Still, that happened very fast. And yes, older homes need to be inspected for structure and foundation and joists and termites and lions and tigers and bears and mould and rot and what not.
It's odd, having one's children be so vocal as to their thoughts on this next, "Forever" home. (Forever I reckon until we are hauled away to a Massachusetts or possibly Iowa old folk's homes. My sister and cousins take great delight in speculating as to where we will end up when we are old, frail, sick, tired, broke, annoying. Wait, aren't we already a bit like that already? Nevermind.)
Smaller-houses. Eighteen hundred feet tops! (Easier to care for. Easier to pay someone to do the heavy cleaning.) Lawn under two acres. (Whoa, there, one place I love is twenty-two acres of mostly heavy woods.) Not in the back of the beyond. Or middle-of-nowhere.) Within no more than fifteen minutes of Baptist Hospital Northeast. Hopefully, close to Louisville hospitals. (That makes a person feel precociously old. Of course, my aunt pointed out that I did do everything early...be born, crawl, walk, talk, cut teeth, grow up, marry...well she did too and she's an amazing person for someone half her age!) No long commute. (They are being really really stern about this. Note to self: The girls' parents are all at least fifteen to twenty years older than we, so perhaps they want to get us fairly settled because their own parents are having issues? Baby Boy I's father-in-law has had a knee replacement recently, two moderately serious heart "episodes" and Type II diabetes. Retirement is not setting well with him either.)
So, I wandered off into another town that is in the circle of limits the boys have suggested. Up on a hill, white, with a glossy red door with a brass door knocker. (Baby Boy II had driven by it when I was still in the hospital and told me that he truly believes a red door means one can't go wrong with a house.)
It has tremendous curb appeal...very cottage-y looking with silver maples around it. Smaller than what I would like, sixteen hundred square feet...but well-arranged, open, great windows, fireplaces, wood floors and kitchen. One room is painted UK Blue...that will have to go!

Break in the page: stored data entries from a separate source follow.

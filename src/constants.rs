// Voxel Sandbox Constants - SINGLE SOURCE OF TRUTH
//
// Tuning values shared by the block rules, the player physics and the room
// server. Config structs take their defaults from here.

/// World extent constants
pub mod world {
    /// Number of voxel layers. Valid Y is `0..WORLD_HEIGHT`.
    pub const WORLD_HEIGHT: i32 = 128;

    /// Longest distance a raycast will walk, whatever the caller asks for
    pub const MAX_RAY_DISTANCE: f32 = 1024.0;
}

/// Mining constants
pub mod mining {
    /// Hardness used for block ids that have no registry entry
    pub const DEFAULT_HARDNESS: i32 = 15;

    /// Divisor applied when the tool fails the block's requirement
    pub const WRONG_TOOL_PENALTY: f64 = 3.333;

    /// Divisor applied while submerged, and again while airborne
    pub const SUBMERGED_PENALTY: f64 = 5.0;
    pub const AIRBORNE_PENALTY: f64 = 5.0;

    /// Haste adds this fraction per level
    pub const HASTE_PER_LEVEL: f64 = 0.2;

    /// Mining fatigue multiplies by this per level
    pub const FATIGUE_BASE: f64 = 0.3;
}

/// Physics constants - all in blocks and seconds
pub mod physics {
    pub const PLAYER_WIDTH: f32 = 0.6;
    pub const PLAYER_HEIGHT: f32 = 1.8;
    pub const EYE_HEIGHT: f32 = 1.62;
    pub const STEP_HEIGHT: f32 = 0.6;

    pub const GRAVITY: f32 = 32.0;
    pub const TERMINAL_VELOCITY: f32 = 78.4;
    pub const JUMP_VELOCITY: f32 = 9.0;
    pub const SPRINT_JUMP_BOOST: f32 = 2.0;

    pub const WALK_SPEED: f32 = 4.317;
    pub const SPRINT_SPEED: f32 = 5.612;
    pub const SNEAK_SPEED: f32 = 1.31;
    pub const FLY_SPEED: f32 = 10.9;
    pub const FLY_VERTICAL_SPEED: f32 = 7.5;

    /// Horizontal acceleration on ground with default slipperiness (1/s)
    pub const GROUND_ACCEL: f32 = 14.0;
    /// Horizontal acceleration while airborne (1/s)
    pub const AIR_CONTROL: f32 = 2.5;
    /// Vertical drag in air, per second
    pub const AIR_DRAG: f32 = 0.4;
    /// Slipperiness every other block is measured against
    pub const DEFAULT_SLIPPERINESS: f32 = 0.6;

    pub const WATER_GRAVITY: f32 = 8.0;
    pub const WATER_BUOYANCY: f32 = 5.0;
    pub const WATER_DRAG: f32 = 4.0;
    pub const WATER_SWIM_ACCEL: f32 = 20.0;
    pub const WATER_MAX_RISE: f32 = 4.0;
    pub const WATER_MAX_SINK: f32 = 3.0;

    pub const LAVA_SPEED_FACTOR: f32 = 0.5;
    pub const LAVA_GRAVITY: f32 = 6.0;
    pub const LAVA_BUOYANCY: f32 = 3.0;
    pub const LAVA_DRAG: f32 = 2.0;
    pub const LAVA_SWIM_ACCEL: f32 = 10.0;
    pub const LAVA_MAX_RISE: f32 = 2.0;
    pub const LAVA_MAX_SINK: f32 = 1.5;

    pub const CLIMB_SPEED: f32 = 2.35;
    pub const CLING_FALL_SPEED: f32 = 0.05;
    pub const MAX_LADDER_FALL: f32 = 3.0;

    pub const COBWEB_SPEED_FACTOR: f32 = 0.05;
    pub const COBWEB_MAX_FALL: f32 = 0.25;
    pub const COBWEB_DRAG: f32 = 20.0;

    /// Per-second decay of vertical velocity while flying with no input
    pub const FLY_VERTICAL_DECAY: f32 = 12.0;

    pub const GROUND_PROBE: f32 = 0.06;
    pub const COLLISION_EPSILON: f32 = 1e-4;

    pub const FALL_DAMAGE_THRESHOLD: f32 = 3.0;
    pub const FALL_DAMAGE_PER_BLOCK: f32 = 1.0;
    /// Fall distance multiplier when landing on hay bales or honey
    pub const SOFT_LANDING_FACTOR: f32 = 0.2;
    pub const SLIME_BOUNCE: f32 = 0.8;
    /// Slime landings slower than this just stop
    pub const MIN_BOUNCE_SPEED: f32 = 1.0;

    pub const MAX_AIR: i32 = 300;
    pub const AIR_REGEN_PER_TICK: i32 = 5;

    pub const KNOCKBACK_VERTICAL: f32 = 6.0;
    /// Horizontal speed cap, also the strongest knockback accepted
    pub const MAX_HORIZONTAL_SPEED: f32 = 60.0;

    /// Window for the double-tap-jump flight toggle (seconds)
    pub const FLY_DOUBLE_TAP_WINDOW: f32 = 0.3;

    /// Longest step a single update will integrate (seconds)
    pub const MAX_TICK_DT: f32 = 0.1;
}

/// Room server constants
pub mod rooms {
    /// Alphabet for room codes: no I, O, 0 or 1
    pub const ROOM_CODE_ALPHABET: &[u8] = b"ABCDEFGHJKLMNPQRSTUVWXYZ23456789";
    pub const ROOM_CODE_LENGTH: usize = 5;

    pub const MAX_PLAYERS_PER_ROOM: usize = 8;
    pub const COUNTDOWN_SECS: u64 = 3;
    pub const DAY_CYCLE_SECS: u64 = 1200;
    pub const TIME_SYNC_INTERVAL_SECS: u64 = 10;
    pub const STALE_ROOM_TIMEOUT_SECS: u64 = 300;
    pub const CLEANUP_INTERVAL_SECS: u64 = 60;
    pub const POSITION_RELAY_HZ: u32 = 10;

    /// Colors handed out to joining players, in order
    pub const PLAYER_COLORS: [&str; 8] = [
        "#e74c3c", "#3498db", "#2ecc71", "#f1c40f", "#9b59b6", "#e67e22", "#1abc9c", "#ecf0f1",
    ];
}
//! Crate-wide error type
//!
//! Gameplay rejections (a failed placement, a wrong tool) are not errors and
//! never reach this type; they come back as `bool`, `Option` or an empty
//! `Vec`. What lands here is configuration, I/O and room protocol failures.

use crate::config::ConfigError;
use crate::network::RoomError;

#[derive(Debug, thiserror::Error)]
pub enum EngineError {
    #[error("I/O error: {0}")]
    Io(#[from] std::io::Error),

    #[error(transparent)]
    Config(#[from] ConfigError),

    #[error(transparent)]
    Room(#[from] RoomError),

    #[error("Codec error: {message}")]
    Codec { message: String },
}

impl From<serde_json::Error> for EngineError {
    fn from(err: serde_json::Error) -> Self {
        EngineError::Codec {
            message: err.to_string(),
        }
    }
}

impl From<bincode::Error> for EngineError {
    fn from(err: bincode::Error) -> Self {
        EngineError::Codec {
            message: err.to_string(),
        }
    }
}

/// Type alias for engine results
pub type EngineResult<T> = Result<T, EngineError>;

Yet, I keep wandering back to the old houses way off in the country. A few in town...and I just get all weepy. Again. When I try to explain this sadness, I can't. So I shrug it off to still being a bit wobbly from ending up in the hospital, the tests and check-ups since then, and dealing with my aunt, my mother's last surviving sister and her lingering illness.)
Of course, driving around, touring houses, starting the whole loan process...this makes me super anxious. Nervous. Banks. Realtors. Brokers. Deja vu all over again.
Then I return home and I look around at the house and the whole idea of moving comes crashing down on my head. Stuff. Boxes. Cleaning. Boxes. My husband's study...oh lord.
This funny sense that the boys are "handling" Mom. Seriously, the patience and careful kindness since I came home and my last check-ups is making me nervous. All the presents...oh I love each and everyone. It's just I feel like life is shifting again...aren't I'm the parent? Okay, parenting changes as the children grow up. Right.
It was very sweet of the boys to decide to look around, check out houses and little towns and make flow charts and lists and plans...and light a fire under us, I suppose! It just feels funny, at times, and I'm not sure at all how to act.
And of course, getting all teary-eyed and everything isn't helping. For some reason, I've been like a little cloud since I got home just in time for Christmas. Even for me. I am truly afraid I just might burst into tears in front of some broker or realtor as I watch one of the boys or daughters-in-law text and chat. (It doesn't help that my husband's nephew's wife had a baby early yesterday that is in very bad shape in NICU and all the cousins, including our sons and their wives are very very upset.)
Well. It just keeps a coming, doesn't it? Life breaks out all over.